In the year 2013, I found myself in front of the TV almost every weekday from 5pm until 6pm to watch “World’s Deadliest Animals” on “Nat Geo Wild”

They would select 10 animals per episode and there would be a countdown… there could be snakes, spiders, scorpions, stingrays and other sea creatures I had no idea existed… like a mantis shrimp – and they would give a breakdown of the toxicity of the venom and also how powerful the jaws of the shark or the clubs of the mantis shrimp were.

The narrator always gave the impression that whatever creature was on the screen, “is more scared of you than you are of it.”

I cannot say the same for sharks. I am pretty sure that they are just looking for lunch when they attack us, no fear there at all, but with the creepy-crawlies like scorpions, spiders, and even snakes, they attack when they feel threatened. That gave me comfort because I figured that if I do not alarm the critters they will not attack me. The first thing I do when I stumble upon snakes and the like is – not panic. I step a reasonable distance away from them and keep them in sight while I calmly tell everyone around me that there is something dangerous on the loose.

I remember sometime in 2016 our bathroom light wasn’t working so at night we’d rely on solar lamps. One night I wasn’t particularly bothered about a light so I went to the loo without one, I used to tie my hair with shoelace strings (who am I kidding? I still do) so when I found what looked like a shoelace string in the poorly lit bathroom – I reached for it to pick it up.

The shoelace was moving.

The shoelace was a snake. A baby brown house snake (it is a mystery how it got into the house) luckily, they are non-venomous – that, and my National Geographic Knowledge contributed to me not making that much of a fuss. “It’s more scared of me than I am of it.”

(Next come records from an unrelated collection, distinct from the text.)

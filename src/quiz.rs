//! Quiz state machine.
//!
//! `Question(0) -> ... -> Question(n-2) -> Transitioning -> Question(n-1) -> Form`.
//! Answering the final question picks the lead-capture form from the
//! answer's value. There is no backward transition.

use serde::Serialize;
use std::fmt;
use std::time::Duration;

use crate::models::{Answer, AnswerMap};
use crate::questions::Question;

/// Pause before auto-advancing to the next question.
pub const AUTO_ADVANCE_DELAY: Duration = Duration::from_millis(600);
/// Extra pause before the final question while the transitional message shows.
pub const TRANSITION_DELAY: Duration = Duration::from_millis(2500);

/// Final answers that route to the full contact form.
pub const HIGH_INTENT_VALUES: [&str; 2] = ["committed", "ready_to_talk"];

#[derive(Debug, Clone, Copy, PartialEq, Eq, Serialize)]
#[serde(rename_all = "snake_case")]
pub enum FormKind {
    /// Full contact form, leads to the confirmation screen.
    Contact,
    /// Lightweight email capture, leads to the buyer's guide.
    EmailCapture,
}

impl FormKind {
    pub fn as_str(&self) -> &'static str {
        match self {
            FormKind::Contact => "contact",
            FormKind::EmailCapture => "email_capture",
        }
    }
}

#[derive(Debug, Clone, Copy, PartialEq, Eq, Serialize)]
#[serde(tag = "step", rename_all = "snake_case")]
pub enum QuizStep {
    Question { index: usize },
    Transitioning { next: usize },
    Form { form: FormKind },
}

/// What the front end should do after an answer is recorded.
#[derive(Debug, Clone, Copy, PartialEq, Eq, Serialize)]
#[serde(tag = "outcome", rename_all = "snake_case")]
pub enum AnswerOutcome {
    Advanced { next: usize, delay_ms: u64 },
    Transitioning { next: usize, delay_ms: u64 },
    Completed { form: FormKind },
}

#[derive(Debug, Clone, PartialEq, Eq)]
pub enum QuizError {
    /// The index is not the question currently shown.
    NotCurrentQuestion { expected: Option<usize>, got: usize },
    UnknownOption { index: usize, value: String },
    NotTransitioning,
    AlreadyComplete,
}

impl fmt::Display for QuizError {
    fn fmt(&self, f: &mut fmt::Formatter<'_>) -> fmt::Result {
        match self {
            QuizError::NotCurrentQuestion {
                expected: Some(expected),
                got,
            } => write!(f, "question {} is not active (current: {})", got, expected),
            QuizError::NotCurrentQuestion { expected: None, got } => {
                write!(f, "question {} is not active", got)
            }
            QuizError::UnknownOption { index, value } => {
                write!(f, "'{}' is not an option of question {}", value, index)
            }
            QuizError::NotTransitioning => write!(f, "quiz is not transitioning"),
            QuizError::AlreadyComplete => write!(f, "quiz is already complete"),
        }
    }
}

impl std::error::Error for QuizError {}

/// Routes the final answer to a lead-capture form.
pub fn route_for(final_value: &str) -> FormKind {
    if HIGH_INTENT_VALUES.contains(&final_value) {
        FormKind::Contact
    } else {
        FormKind::EmailCapture
    }
}

#[derive(Debug, Clone)]
pub struct QuizMachine {
    questions: &'static [Question],
    step: QuizStep,
    answers: AnswerMap,
}

impl QuizMachine {
    pub fn new(questions: &'static [Question]) -> Self {
        Self {
            questions,
            step: QuizStep::Question { index: 0 },
            answers: AnswerMap::new(),
        }
    }

    pub fn step(&self) -> QuizStep {
        self.step
    }

    pub fn answers(&self) -> &AnswerMap {
        &self.answers
    }

    pub fn questions(&self) -> &'static [Question] {
        self.questions
    }

    pub fn current_index(&self) -> Option<usize> {
        match self.step {
            QuizStep::Question { index } => Some(index),
            _ => None,
        }
    }

    pub fn pending_form(&self) -> Option<FormKind> {
        match self.step {
            QuizStep::Form { form } => Some(form),
            _ => None,
        }
    }

    /// Records an answer for the active question and advances.
    pub fn answer(&mut self, index: usize, value: &str) -> Result<AnswerOutcome, QuizError> {
        let current = match self.step {
            QuizStep::Question { index } => index,
            QuizStep::Form { .. } => return Err(QuizError::AlreadyComplete),
            QuizStep::Transitioning { .. } => {
                return Err(QuizError::NotCurrentQuestion {
                    expected: None,
                    got: index,
                })
            }
        };
        if index != current {
            return Err(QuizError::NotCurrentQuestion {
                expected: Some(current),
                got: index,
            });
        }

        let option = self.questions[index]
            .option(value)
            .ok_or_else(|| QuizError::UnknownOption {
                index,
                value: value.to_string(),
            })?;

        self.answers.insert(
            index,
            Answer {
                value: option.value.to_string(),
                points: option.points,
            },
        );

        let last = self.questions.len() - 1;
        let outcome = if index == last {
            let form = route_for(option.value);
            self.step = QuizStep::Form { form };
            AnswerOutcome::Completed { form }
        } else if index + 1 == last {
            self.step = QuizStep::Transitioning { next: last };
            AnswerOutcome::Transitioning {
                next: last,
                delay_ms: (AUTO_ADVANCE_DELAY + TRANSITION_DELAY).as_millis() as u64,
            }
        } else {
            self.step = QuizStep::Question { index: index + 1 };
            AnswerOutcome::Advanced {
                next: index + 1,
                delay_ms: AUTO_ADVANCE_DELAY.as_millis() as u64,
            }
        };

        Ok(outcome)
    }

    /// Ends the transitional message and shows the final question.
    pub fn complete_transition(&mut self) -> Result<usize, QuizError> {
        match self.step {
            QuizStep::Transitioning { next } => {
                self.step = QuizStep::Question { index: next };
                Ok(next)
            }
            _ => Err(QuizError::NotTransitioning),
        }
    }
}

I stepped out of the bathroom and called to my family members and reported that I’d found a snake and that it is pretty much harmless… the story will end there lest EMA comes knocking at our gate.

When you bump into anything potentially dangerous like a spider, snake, etc. Do not panic, do not aggravate it, it is already scared

and is likely to attack when provoked.

I then looked at how this may relate to people. Sometimes we attack people, not based on anything concrete but because we feel threatened by them, so while they are soaring and we are unsatisfied with an aspect of our lives, we bite and sting them to bring them down. I have been on the giving end and the receiving end, I have acted like a snake and I have been an unsuspecting human who got bitten by one.

To the aggressor: understand that not everyone is out to get you, it is not everyone interested in one-upping you. Work through your insecurities and prejudices, do not lash out and become defensive all the time. Remember that in you attacking people it says lot more about you than it does them, essentially you are showing the world that you are a coward. You can change your ways though, you can choose to be different and play a different role in the ecosystem.

To the person who has been stung or bitten: the battle and burden were never yours, someone was at war with themselves and you got caught in the crossfire. Does that eliminate the fact that you are in pain? Not a chance. Remember some attacks are not really about you.

There is no avoiding some of these attacks, the same way there’s no way you would have seen this snake coming.

https://twitter.com/NaturelsMetal/status/1262768213844090881/photo/1

People do not have, “I am threatened by you” written on their foreheads so there is no way we can “act accordingly” and make sure we do not alarm them with our mere existence. It is impractical.

If there’s anything you learn from this let it be that the most dangerous people are those who feel threatened by you because they will do their best to eliminate the perceived threat to gain a semblance of security.

Just a subtle reminder, we have all shapeshifted from one form to the other at different points in our lives, so humility is a must.